TV: IL TESTO DEL MAXIEMENDAMENTO NAUFRAGATO STAMATTINA
TV: IL TESTO DEL MAXIEMENDAMENTO NAUFRAGATO STAMATTINA
QUATTRO I PUNTI FONDAMENTALI

Roma, 11 dic. (Adnkronos) - Quattro paginette scritte fitte, modifiche racchiuse in 12 nuovi commi delle leggi che regolano il sistema radiotelevisivo. E' il maxi-emendamento al decreto sulle concessioni tv sul quale, stanotte, governo e Polo hanno raggiunto l'intesa naufragata stamattina alla verifica con la maggioranza. Un maxi-emendamento sul quale il governo sta lavorando in queste ore per presentare tra poco una nuova versione.

Quattro i punti fondamentali del testo che hanno provocato i distinguo nella maggioranze e le ciritiche da parte degli amministratori della Rai e dei sindacati: la proroga al 31 maggio '97 delle concessioni tv, con la possibilita' di slittare per altri 60 giorni, ma ''per una sola volta'',in caso di mancata approvazione entro quella data della legge di riforma del settore delle comunicazioni; la possibilita' di revoca del Cda della Rai da parte dei presidenti delle Camere ''su proposta, adottata a maggioranza dei due terzi, della commissione parlamentare di Vigilanza''.
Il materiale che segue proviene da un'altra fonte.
//! Storage trait definition.
//!
//! Defines the interface for snapshot storage backends.

use async_trait::async_trait;
use conductor_types::{SnapshotId, WorkflowId};

use crate::error::Result;
use crate::snapshot::{SnapshotMetadata, WorkflowStateSnapshot};

/// Trait for snapshot storage backends.
#[async_trait]
pub trait SnapshotStorage: Send + Sync {
    /// Store a snapshot.
    async fn store(&self, snapshot: &WorkflowStateSnapshot) -> Result<()>;

    /// Load a snapshot by ID.
    async fn load(&self, id: &SnapshotId) -> Result<Option<WorkflowStateSnapshot>>;

    /// Get the latest snapshot for a workflow.
    async fn get_latest(&self, workflow_id: &WorkflowId) -> Result<Option<WorkflowStateSnapshot>>;

    /// All snapshots for a workflow, oldest first.
    async fn history(&self, workflow_id: &WorkflowId) -> Result<Vec<WorkflowStateSnapshot>>;

    /// List snapshot metadata for a workflow, oldest first.
    async fn list(&self, workflow_id: &WorkflowId) -> Result<Vec<SnapshotMetadata>>;

    /// Delete a snapshot.
    async fn delete(&self, id: &SnapshotId) -> Result<()>;

    /// Cleanup old snapshots, keeping only the most recent N.
    ///
    /// Returns the number of snapshots deleted.
    async fn cleanup_old_snapshots(&self, workflow_id: &WorkflowId, keep_count: usize)
        -> Result<usize>;
}
#[cfg(test)]
mod tests {
    use super::*;

    #[test]
    fn step_outcomes_roll_up() {
        let mut metrics = WorkflowMetrics::default();
        record_step_outcome(&mut metrics, 40, true);
        record_step_outcome(&mut metrics, 20, true);
        record_step_outcome(&mut metrics, 0, false);

        assert_eq!(metrics.performance.completed_steps, 2);
        assert_eq!(metrics.performance.failed_steps, 1);
        assert_eq!(metrics.performance.total_duration_ms, 60.0);
        assert_eq!(metrics.performance.average_step_duration_ms, 30.0);
        assert_eq!(metrics.usage.step_executions, 3);
        assert!((metrics.usage.success_rate_percent - 200.0 / 3.0).abs() < 1e-9);
    }

    #[test]
    fn routing_context_lists_completed_steps() {
        let mut state = WorkflowState::new(
            WorkflowId::new("wf1"),
            "wf1",
            vec![
                StepConfig::new("s1", "One", "first"),
                StepConfig::new("s2", "Two", "second"),
            ],
        );
        let mut done = StepResult::started(conductor_types::StepId::new("s1"));
        done.complete(json!({}));
        state.step_results.insert(done.step_id.clone(), done);
        state
            .step_results
            .insert(conductor_types::StepId::new("s2"), StepResult::started(conductor_types::StepId::new("s2")));

        let context = routing_context(&state);
        assert_eq!(context["completedSteps"], json!(["s1"]));
        assert_eq!(context["currentStepIndex"], json!(0));
    }

    #[test]
    fn lock_resource_is_workflow_scoped() {
        assert_eq!(lock_resource(&WorkflowId::new("wf1")), "workflow:wf1");
    }
}
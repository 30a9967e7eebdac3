//! System-wide resource ceilings

use serde::{Deserialize, Serialize};

/// Largest integer representable without loss in a double
pub const MAX_SAFE_INTEGER: i64 = 9_007_199_254_740_991;

/// Ceilings applied to the sum of step resources across a workflow
#[derive(Debug, Clone, PartialEq, Serialize, Deserialize)]
pub struct ResourceLimits {
    /// Aggregate CPU share in percent
    #[serde(default = "default_max_cpu")]
    pub max_cpu: f64,

    /// Aggregate memory in megabytes
    #[serde(default = "default_max_memory")]
    pub max_memory: i64,

    /// Aggregate agent count
    #[serde(default = "default_max_agents")]
    pub max_agents: i64,
}

fn default_max_cpu() -> f64 {
    100.0
}

fn default_max_memory() -> i64 {
    MAX_SAFE_INTEGER
}

fn default_max_agents() -> i64 {
    100
}

impl Default for ResourceLimits {
    fn default() -> Self {
        Self {
            max_cpu: default_max_cpu(),
            max_memory: default_max_memory(),
            max_agents: default_max_agents(),
        }
    }
}
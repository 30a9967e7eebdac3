//! In-memory snapshot storage.
//!
//! Keeps snapshots for the lifetime of the process only.

use async_trait::async_trait;
use conductor_types::{SnapshotId, WorkflowId};
use dashmap::DashMap;
use std::sync::Arc;

use super::traits::SnapshotStorage;
use crate::error::Result;
use crate::snapshot::{SnapshotMetadata, WorkflowStateSnapshot};

/// In-memory snapshot storage implementation.
pub struct InMemorySnapshotStorage {
    /// All snapshots indexed by ID.
    snapshots: Arc<DashMap<SnapshotId, WorkflowStateSnapshot>>,

    /// Snapshot IDs per workflow, in version order.
    by_workflow: Arc<DashMap<WorkflowId, Vec<SnapshotId>>>,
}

impl InMemorySnapshotStorage {
    /// Create a new in-memory storage.
    pub fn new() -> Self {
        Self {
            snapshots: Arc::new(DashMap::new()),
            by_workflow: Arc::new(DashMap::new()),
        }
    }

    /// Get the total number of snapshots stored.
    pub fn total_count(&self) -> usize {
        self.snapshots.len()
    }

    /// Clear all snapshots.
    pub fn clear(&self) {
        self.snapshots.clear();
        self.by_workflow.clear();
    }

    fn ids_for(&self, workflow_id: &WorkflowId) -> Vec<SnapshotId> {
        self.by_workflow
            .get(workflow_id)
            .map(|ids| ids.clone())
            .unwrap_or_default()
    }
}

impl Default for InMemorySnapshotStorage {
    fn default() -> Self {
        Self::new()
    }
}

#[async_trait]
impl SnapshotStorage for InMemorySnapshotStorage {
    async fn store(&self, snapshot: &WorkflowStateSnapshot) -> Result<()> {
        self.snapshots.insert(snapshot.id(), snapshot.clone());

        let mut ids = self
            .by_workflow
            .entry(snapshot.metadata.workflow_id.clone())
            .or_default();
        // concurrent writers may finish out of order; keep the index sorted by version
        let pos = ids
            .iter()
            .position(|id| {
                self.snapshots
                    .get(id)
                    .map(|s| s.version() > snapshot.version())
                    .unwrap_or(false)
            })
            .unwrap_or(ids.len());
        ids.insert(pos, snapshot.id());

        Ok(())
    }

    async fn load(&self, id: &SnapshotId) -> Result<Option<WorkflowStateSnapshot>> {
        Ok(self.snapshots.get(id).map(|s| s.clone()))
    }

    async fn get_latest(&self, workflow_id: &WorkflowId) -> Result<Option<WorkflowStateSnapshot>> {
        Ok(self
            .ids_for(workflow_id)
            .last()
            .and_then(|id| self.snapshots.get(id).map(|s| s.clone())))
    }

    async fn history(&self, workflow_id: &WorkflowId) -> Result<Vec<WorkflowStateSnapshot>> {
        Ok(self
            .ids_for(workflow_id)
            .iter()
            .filter_map(|id| self.snapshots.get(id).map(|s| s.clone()))
            .collect())
    }

    async fn list(&self, workflow_id: &WorkflowId) -> Result<Vec<SnapshotMetadata>> {
        Ok(self
            .ids_for(workflow_id)
            .iter()
            .filter_map(|id| self.snapshots.get(id).map(|s| s.metadata.clone()))
            .collect())
    }

    async fn delete(&self, id: &SnapshotId) -> Result<()> {
        if let Some((_, snapshot)) = self.snapshots.remove(id) {
            if let Some(mut ids) = self.by_workflow.get_mut(&snapshot.metadata.workflow_id) {
                ids.retain(|i| i != id);
            }
        }
        Ok(())
    }

    async fn cleanup_old_snapshots(
        &self,
        workflow_id: &WorkflowId,
        keep_count: usize,
    ) -> Result<usize> {
        let ids = self.ids_for(workflow_id);
        if ids.len() <= keep_count {
            return Ok(0);
        }

        let to_delete = &ids[..ids.len() - keep_count];
        for id in to_delete {
            self.delete(id).await?;
        }

        Ok(to_delete.len())
    }
}

#[cfg(test)]
mod tests {
    use super::*;
    use crate::snapshot::SnapshotReason;
    use chrono::Utc;
    use conductor_types::{StepConfig, WorkflowState};

    fn create_test_snapshot(workflow_id: &WorkflowId, version: u64) -> WorkflowStateSnapshot {
        let state = WorkflowState::new(
            workflow_id.clone(),
            "test",
            vec![StepConfig::new("s1", "One", "first")],
        );
        WorkflowStateSnapshot::capture(
            state,
            SnapshotMetadata {
                id: SnapshotId::generate(),
                workflow_id: workflow_id.clone(),
                version,
                reason: SnapshotReason::Manual,
                triggered_by: "test".to_string(),
                previous_snapshot_id: None,
                created_at: Utc::now(),
            },
        )
        .unwrap()
    }

    #[tokio::test]
    async fn test_store_and_load() {
        let storage = InMemorySnapshotStorage::new();
        let workflow_id = WorkflowId::new("wf1");
        let snapshot = create_test_snapshot(&workflow_id, 1);

        storage.store(&snapshot).await.unwrap();

        let loaded = storage.load(&snapshot.id()).await.unwrap();
        assert_eq!(loaded, Some(snapshot.clone()));
        assert!(storage.load(&snapshot.id()).await.unwrap().is_some());
        assert_eq!(storage.total_count(), 1);
    }

    #[tokio::test]
    async fn test_out_of_order_store_keeps_version_order() {
        let storage = InMemorySnapshotStorage::new();
        let workflow_id = WorkflowId::new("wf1");

        storage.store(&create_test_snapshot(&workflow_id, 2)).await.unwrap();
        storage.store(&create_test_snapshot(&workflow_id, 1)).await.unwrap();
        storage.store(&create_test_snapshot(&workflow_id, 3)).await.unwrap();

        let versions: Vec<u64> = storage
            .list(&workflow_id)
            .await
            .unwrap()
            .iter()
            .map(|m| m.version)
            .collect();
        assert_eq!(versions, vec![1, 2, 3]);

        let latest = storage.get_latest(&workflow_id).await.unwrap().unwrap();
        assert_eq!(latest.version(), 3);
    }

    #[tokio::test]
    async fn test_cleanup_keeps_newest() {
        let storage = InMemorySnapshotStorage::new();
        let workflow_id = WorkflowId::new("wf1");

        for v in 1..=5 {
            storage.store(&create_test_snapshot(&workflow_id, v)).await.unwrap();
        }

        let deleted = storage.cleanup_old_snapshots(&workflow_id, 2).await.unwrap();
        assert_eq!(deleted, 3);

        let remaining: Vec<u64> = storage
            .history(&workflow_id)
            .await
            .unwrap()
            .iter()
            .map(|s| s.version())
            .collect();
        assert_eq!(remaining, vec![4, 5]);
        assert_eq!(storage.list(&workflow_id).await.unwrap().len(), 2);
    }

    #[tokio::test]
    async fn test_unknown_workflow_is_empty() {
        let storage = InMemorySnapshotStorage::new();
        let workflow_id = WorkflowId::new("missing");
        assert!(storage.get_latest(&workflow_id).await.unwrap().is_none());
        assert!(storage.list(&workflow_id).await.unwrap().is_empty());
    }
}
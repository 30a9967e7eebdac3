//! Workflow state checks shared by initialization, update and restore

use std::collections::HashSet;

use chrono::{DateTime, Utc};
use conductor_types::{StepId, WorkflowState};
use serde::{Deserialize, Serialize};

use crate::error::ValidationError;

/// Errors and warnings produced by [`validate_state`].
///
/// Errors make a state unacceptable; warnings are advisory.
#[derive(Debug, Clone, Default, PartialEq, Serialize, Deserialize)]
pub struct ValidationReport {
    pub errors: Vec<String>,
    pub warnings: Vec<String>,
}

impl ValidationReport {
    pub fn is_valid(&self) -> bool {
        self.errors.is_empty()
    }

    pub fn has_warnings(&self) -> bool {
        !self.warnings.is_empty()
    }

    /// Convert into a `Result`, failing when any error was recorded
    pub fn into_result(self) -> Result<Self, ValidationError> {
        if self.is_valid() {
            Ok(self)
        } else {
            Err(ValidationError::State(self.errors))
        }
    }

    fn error(&mut self, msg: impl Into<String>) {
        self.errors.push(msg.into());
    }

    fn warn(&mut self, msg: impl Into<String>) {
        self.warnings.push(msg.into());
    }
}

/// Validate the shape of a workflow state
pub fn validate_state(state: &WorkflowState) -> ValidationReport {
    validate_state_at(state, Utc::now())
}

/// Validate against an explicit clock, for deterministic checks
pub fn validate_state_at(state: &WorkflowState, now: DateTime<Utc>) -> ValidationReport {
    let mut report = ValidationReport::default();

    check_identity(state, &mut report);
    check_step_index(state, &mut report);
    check_step_results(state, &mut report);
    check_task_partitions(state, &mut report);
    check_metrics(state, now, &mut report);
    check_cost(state, &mut report);
    check_timestamps(state, now, &mut report);

    report
}

fn check_identity(state: &WorkflowState, report: &mut ValidationReport) {
    if state.id.as_str().trim().is_empty() {
        report.error("id is required");
    }
    if state.workflow_id.as_str().trim().is_empty() {
        report.error("workflowId is required");
    }
    if state.id != state.workflow_id {
        report.error(format!(
            "id '{}' does not match workflowId '{}'",
            state.id, state.workflow_id
        ));
    }
    if state.name.trim().is_empty() {
        report.error("name is required");
    }
}

fn check_step_index(state: &WorkflowState, report: &mut ValidationReport) {
    let len = state.steps.len() as i64;
    if state.current_step_index < -1 || state.current_step_index > len {
        report.error(format!(
            "currentStepIndex {} out of bounds (expected -1..={})",
            state.current_step_index, len
        ));
    }
}

fn check_step_results(state: &WorkflowState, report: &mut ValidationReport) {
    let known: HashSet<&StepId> = state.steps.iter().map(|s| &s.id).collect();

    for (key, result) in &state.step_results {
        if !known.contains(key) {
            report.error(format!("stepResults contains unknown step '{key}'"));
        }
        if &result.step_id != key {
            report.error(format!(
                "stepResults entry '{key}' holds a result for step '{}'",
                result.step_id
            ));
        }
    }
    for key in state.assigned_agents.keys() {
        if !known.contains(key) {
            report.warn(format!("assignedAgents references unknown step '{key}'"));
        }
    }
}

fn check_task_partitions(state: &WorkflowState, report: &mut ValidationReport) {
    let mut seen = HashSet::new();
    let all = state
        .pending_tasks
        .iter()
        .chain(&state.active_tasks)
        .chain(&state.completed_tasks);

    for task in all {
        if !seen.insert(&task.id) {
            report.error(format!("task '{}' appears in more than one partition", task.id));
        }
    }
}

fn check_metrics(state: &WorkflowState, now: DateTime<Utc>, report: &mut ValidationReport) {
    let perf = &state.metrics.performance;
    non_negative(report, "performance.totalDurationMs", perf.total_duration_ms);
    non_negative(report, "performance.averageStepDurationMs", perf.average_step_duration_ms);
    non_negative_count(report, "performance.completedSteps", perf.completed_steps);
    non_negative_count(report, "performance.failedSteps", perf.failed_steps);
    not_future(report, "performance.measuredAt", perf.measured_at, now);

    let res = &state.metrics.resources;
    percentage(report, "resources.cpuUsagePercent", res.cpu_usage_percent);
    non_negative(report, "resources.memoryUsageMb", res.memory_usage_mb);
    non_negative_count(report, "resources.activeAgents", res.active_agents);
    not_future(report, "resources.measuredAt", res.measured_at, now);

    let usage = &state.metrics.usage;
    non_negative_count(report, "usage.stepExecutions", usage.step_executions);
    non_negative_count(report, "usage.taskCount", usage.task_count);
    non_negative_count(report, "usage.apiCalls", usage.api_calls);
    percentage(report, "usage.successRatePercent", usage.success_rate_percent);
    not_future(report, "usage.measuredAt", usage.measured_at, now);
}

fn check_cost(state: &WorkflowState, report: &mut ValidationReport) {
    let cost = &state.cost_details;
    non_negative(report, "costDetails.totalCost", cost.total_cost);
    non_negative_count(report, "costDetails.promptTokens", cost.prompt_tokens);
    non_negative_count(report, "costDetails.completionTokens", cost.completion_tokens);
    non_negative_count(report, "costDetails.totalTokens", cost.total_tokens);
}

fn check_timestamps(state: &WorkflowState, now: DateTime<Utc>, report: &mut ValidationReport) {
    let meta = &state.metadata;
    not_future(report, "metadata.createdAt", Some(meta.created_at), now);
    not_future(report, "metadata.startTime", meta.start_time, now);
    not_future(report, "metadata.endTime", meta.end_time, now);

    if let (Some(start), Some(end)) = (meta.start_time, meta.end_time) {
        if end < start {
            report.warn("metadata.endTime precedes metadata.startTime");
        }
    }
}

fn non_negative(report: &mut ValidationReport, field: &str, value: f64) {
    if value.is_nan() || value < 0.0 {
        report.error(format!("{field} must be non-negative (got {value})"));
    }
}

fn non_negative_count(report: &mut ValidationReport, field: &str, value: i64) {
    if value < 0 {
        report.error(format!("{field} must be non-negative (got {value})"));
    }
}

fn percentage(report: &mut ValidationReport, field: &str, value: f64) {
    if !(0.0..=100.0).contains(&value) {
        report.error(format!("{field} must be within 0-100 (got {value})"));
    }
}

fn not_future(
    report: &mut ValidationReport,
    field: &str,
    value: Option<DateTime<Utc>>,
    now: DateTime<Utc>,
) {
    if let Some(ts) = value {
        if ts > now {
            report.warn(format!("{field} is in the future ({ts})"));
        }
    }
}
E ancora: il ''parere obbligatorio'' della stessa commissione sui criteri di nomina dei vicedirettori generali e dei direttori di reti e testate e sui contratti stipulati dalla Rai per importi superiori ai 5 miliardi di lire; la possibilita' per la Rai di ''realizzare trasmissioni televisive tematiche in chiaro via satellite'', escludendo implicitamente le trasmissioni criptate.